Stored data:
=====

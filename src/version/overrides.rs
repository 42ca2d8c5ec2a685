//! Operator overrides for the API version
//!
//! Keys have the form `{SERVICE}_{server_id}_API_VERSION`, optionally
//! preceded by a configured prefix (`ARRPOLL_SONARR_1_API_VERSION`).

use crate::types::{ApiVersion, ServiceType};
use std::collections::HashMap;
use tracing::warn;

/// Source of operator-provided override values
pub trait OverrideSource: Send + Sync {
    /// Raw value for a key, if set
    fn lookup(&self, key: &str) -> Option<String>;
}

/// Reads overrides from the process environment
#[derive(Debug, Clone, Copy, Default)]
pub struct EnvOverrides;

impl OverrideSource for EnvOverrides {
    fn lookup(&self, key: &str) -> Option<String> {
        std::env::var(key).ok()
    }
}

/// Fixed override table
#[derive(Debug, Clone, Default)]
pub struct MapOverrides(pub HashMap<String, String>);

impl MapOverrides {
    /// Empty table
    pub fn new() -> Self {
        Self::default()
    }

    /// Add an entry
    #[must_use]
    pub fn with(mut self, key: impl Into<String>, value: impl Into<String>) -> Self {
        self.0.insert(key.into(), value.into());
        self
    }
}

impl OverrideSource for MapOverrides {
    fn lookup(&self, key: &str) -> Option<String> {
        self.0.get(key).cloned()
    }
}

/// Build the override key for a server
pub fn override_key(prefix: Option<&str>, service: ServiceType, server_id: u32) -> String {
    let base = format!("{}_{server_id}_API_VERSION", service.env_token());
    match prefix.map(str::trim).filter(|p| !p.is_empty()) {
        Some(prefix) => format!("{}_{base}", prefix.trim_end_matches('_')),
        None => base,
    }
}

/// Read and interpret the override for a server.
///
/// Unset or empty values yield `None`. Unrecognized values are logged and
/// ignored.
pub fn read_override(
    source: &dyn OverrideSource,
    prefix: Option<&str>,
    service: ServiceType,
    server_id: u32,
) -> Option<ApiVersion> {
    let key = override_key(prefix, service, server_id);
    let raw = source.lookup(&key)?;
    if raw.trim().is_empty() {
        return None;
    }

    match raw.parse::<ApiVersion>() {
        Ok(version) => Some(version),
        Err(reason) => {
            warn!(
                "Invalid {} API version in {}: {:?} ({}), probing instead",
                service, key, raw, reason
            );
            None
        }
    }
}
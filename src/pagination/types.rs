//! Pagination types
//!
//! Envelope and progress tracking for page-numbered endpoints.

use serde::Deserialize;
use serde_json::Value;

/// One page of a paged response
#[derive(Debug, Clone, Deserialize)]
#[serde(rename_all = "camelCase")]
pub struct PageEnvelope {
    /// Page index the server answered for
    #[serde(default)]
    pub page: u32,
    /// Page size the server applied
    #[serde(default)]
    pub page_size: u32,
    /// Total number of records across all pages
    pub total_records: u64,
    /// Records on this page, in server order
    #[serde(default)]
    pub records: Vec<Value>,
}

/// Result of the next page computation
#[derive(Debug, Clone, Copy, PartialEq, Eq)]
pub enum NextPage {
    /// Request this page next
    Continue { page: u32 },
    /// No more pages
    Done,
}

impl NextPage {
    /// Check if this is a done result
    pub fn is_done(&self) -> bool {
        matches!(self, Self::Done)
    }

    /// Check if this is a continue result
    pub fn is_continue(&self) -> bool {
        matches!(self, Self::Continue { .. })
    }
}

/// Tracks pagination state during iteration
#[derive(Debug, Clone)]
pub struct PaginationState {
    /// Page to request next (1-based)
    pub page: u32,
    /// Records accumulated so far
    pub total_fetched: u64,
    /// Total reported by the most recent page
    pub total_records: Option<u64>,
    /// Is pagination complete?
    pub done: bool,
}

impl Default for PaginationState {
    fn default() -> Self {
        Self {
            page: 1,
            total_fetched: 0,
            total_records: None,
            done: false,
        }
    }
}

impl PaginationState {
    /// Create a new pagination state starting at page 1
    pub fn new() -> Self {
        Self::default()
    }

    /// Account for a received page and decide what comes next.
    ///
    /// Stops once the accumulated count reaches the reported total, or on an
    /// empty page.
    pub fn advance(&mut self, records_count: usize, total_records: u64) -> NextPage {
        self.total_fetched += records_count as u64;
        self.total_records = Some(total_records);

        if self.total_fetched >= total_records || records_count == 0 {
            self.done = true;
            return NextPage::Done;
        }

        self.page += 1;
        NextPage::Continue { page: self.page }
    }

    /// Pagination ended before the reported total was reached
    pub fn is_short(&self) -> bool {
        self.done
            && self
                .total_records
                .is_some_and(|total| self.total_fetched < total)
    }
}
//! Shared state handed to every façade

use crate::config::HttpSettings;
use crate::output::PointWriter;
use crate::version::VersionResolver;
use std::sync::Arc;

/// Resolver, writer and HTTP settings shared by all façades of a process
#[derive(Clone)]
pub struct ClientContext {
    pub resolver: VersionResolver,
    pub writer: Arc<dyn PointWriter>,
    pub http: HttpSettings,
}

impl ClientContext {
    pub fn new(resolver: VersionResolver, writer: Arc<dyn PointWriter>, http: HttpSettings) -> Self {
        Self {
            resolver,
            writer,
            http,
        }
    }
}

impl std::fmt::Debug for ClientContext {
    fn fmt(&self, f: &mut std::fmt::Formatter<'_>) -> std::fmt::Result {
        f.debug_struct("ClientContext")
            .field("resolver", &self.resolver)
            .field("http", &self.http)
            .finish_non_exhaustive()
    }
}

=====

About this exercise
Output an exact copy of each record.

Answer to the exercise
filename src/version/overrides.rs
repository 42ca2d8c5ec2a685
//! Operator overrides for the API version
//!
//! Keys have the form `{SERVICE}_{server_id}_API_VERSION`, optionally
//! preceded by a configured prefix (`ARRPOLL_SONARR_1_API_VERSION`).

use crate::types::{ApiVersion, ServiceType};
use std::collections::HashMap;
use tracing::warn;

/// Source of operator-provided override values
pub trait OverrideSource: Send + Sync {
    /// Raw value for a key, if set
    fn lookup(&self, key: &str) -> Option<String>;
}

/// Reads overrides from the process environment
#[derive(Debug, Clone, Copy, Default)]
pub struct EnvOverrides;

impl OverrideSource for EnvOverrides {
    fn lookup(&self, key: &str) -> Option<String> {
        std::env::var(key).ok()
    }
}

/// Fixed override table
#[derive(Debug, Clone, Default)]
pub struct MapOverrides(pub HashMap<String, String>);

impl MapOverrides {
    /// Empty table
    pub fn new() -> Self {
        Self::default()
    }

    /// Add an entry
    #[must_use]
    pub fn with(mut self, key: impl Into<String>, value: impl Into<String>) -> Self {
        self.0.insert(key.into(), value.into());
        self
    }
}

impl OverrideSource for MapOverrides {
    fn lookup(&self, key: &str) -> Option<String> {
        self.0.get(key).cloned()
    }
}

/// Build the override key for a server
pub fn override_key(prefix: Option<&str>, service: ServiceType, server_id: u32) -> String {
    let base = format!("{}_{server_id}_API_VERSION", service.env_token());
    match prefix.map(str::trim).filter(|p| !p.is_empty()) {
        Some(prefix) => format!("{}_{base}", prefix.trim_end_matches('_')),
        None => base,
    }
}

/// Read and interpret the override for a server.
///
/// Unset or empty values yield `None`. Unrecognized values are logged and
/// ignored.
pub fn read_override(
    source: &dyn OverrideSource,
    prefix: Option<&str>,
    service: ServiceType,
    server_id: u32,
) -> Option<ApiVersion> {
    let key = override_key(prefix, service, server_id);
    let raw = source.lookup(&key)?;
    if raw.trim().is_empty() {
        return None;
    }

    match raw.parse::<ApiVersion>() {
        Ok(version) => Some(version),
        Err(reason) => {
            warn!(
                "Invalid {} API version in {}: {:?} ({}), probing instead",
                service, key, raw, reason
            );
            None
        }
    }
}
filename src/pagination/types.rs
//! Pagination types
//!
//! Envelope and progress tracking for page-numbered endpoints.

use serde::Deserialize;
use serde_json::Value;

/// One page of a paged response
#[derive(Debug, Clone, Deserialize)]
#[serde(rename_all = "camelCase")]
pub struct PageEnvelope {
    /// Page index the server answered for
    #[serde(default)]
    pub page: u32,
    /// Page size the server applied
    #[serde(default)]
    pub page_size: u32,
    /// Total number of records across all pages
    pub total_records: u64,
    /// Records on this page, in server order
    #[serde(default)]
    pub records: Vec<Value>,
}

/// Result of the next page computation
#[derive(Debug, Clone, Copy, PartialEq, Eq)]
pub enum NextPage {
    /// Request this page next
    Continue { page: u32 },
    /// No more pages
    Done,
}

impl NextPage {
    /// Check if this is a done result
    pub fn is_done(&self) -> bool {
        matches!(self, Self::Done)
    }

    /// Check if this is a continue result
    pub fn is_continue(&self) -> bool {
        matches!(self, Self::Continue { .. })
    }
}

/// Tracks pagination state during iteration
#[derive(Debug, Clone)]
pub struct PaginationState {
    /// Page to request next (1-based)
    pub page: u32,
    /// Records accumulated so far
    pub total_fetched: u64,
    /// Total reported by the most recent page
    pub total_records: Option<u64>,
    /// Is pagination complete?
    pub done: bool,
}

impl Default for PaginationState {
    fn default() -> Self {
        Self {
            page: 1,
            total_fetched: 0,
            total_records: None,
            done: false,
        }
    }
}

impl PaginationState {
    /// Create a new pagination state starting at page 1
    pub fn new() -> Self {
        Self::default()
    }

    /// Account for a received page and decide what comes next.
    ///
    /// Stops once the accumulated count reaches the reported total, or on an
    /// empty page.
    pub fn advance(&mut self, records_count: usize, total_records: u64) -> NextPage {
        self.total_fetched += records_count as u64;
        self.total_records = Some(total_records);

        if self.total_fetched >= total_records || records_count == 0 {
            self.done = true;
            return NextPage::Done;
        }

        self.page += 1;
        NextPage::Continue { page: self.page }
    }

    /// Pagination ended before the reported total was reached
    pub fn is_short(&self) -> bool {
        self.done
            && self
                .total_records
                .is_some_and(|total| self.total_fetched < total)
    }
}
//! Shared state handed to every façade

use crate::config::HttpSettings;
use crate::output::PointWriter;
use crate::version::VersionResolver;
use std::sync::Arc;

/// Resolver, writer and HTTP settings shared by all façades of a process
#[derive(Clone)]
pub struct ClientContext {
    pub resolver: VersionResolver,
    pub writer: Arc<dyn PointWriter>,
    pub http: HttpSettings,
}

impl ClientContext {
    pub fn new(resolver: VersionResolver, writer: Arc<dyn PointWriter>, http: HttpSettings) -> Self {
        Self {
            resolver,
            writer,
            http,
        }
    }
}

impl std::fmt::Debug for ClientContext {
    fn fmt(&self, f: &mut std::fmt::Formatter<'_>) -> std::fmt::Result {
        f.debug_struct("ClientContext")
            .field("resolver", &self.resolver)
            .field("http", &self.http)
            .finish_non_exhaustive()
    }
}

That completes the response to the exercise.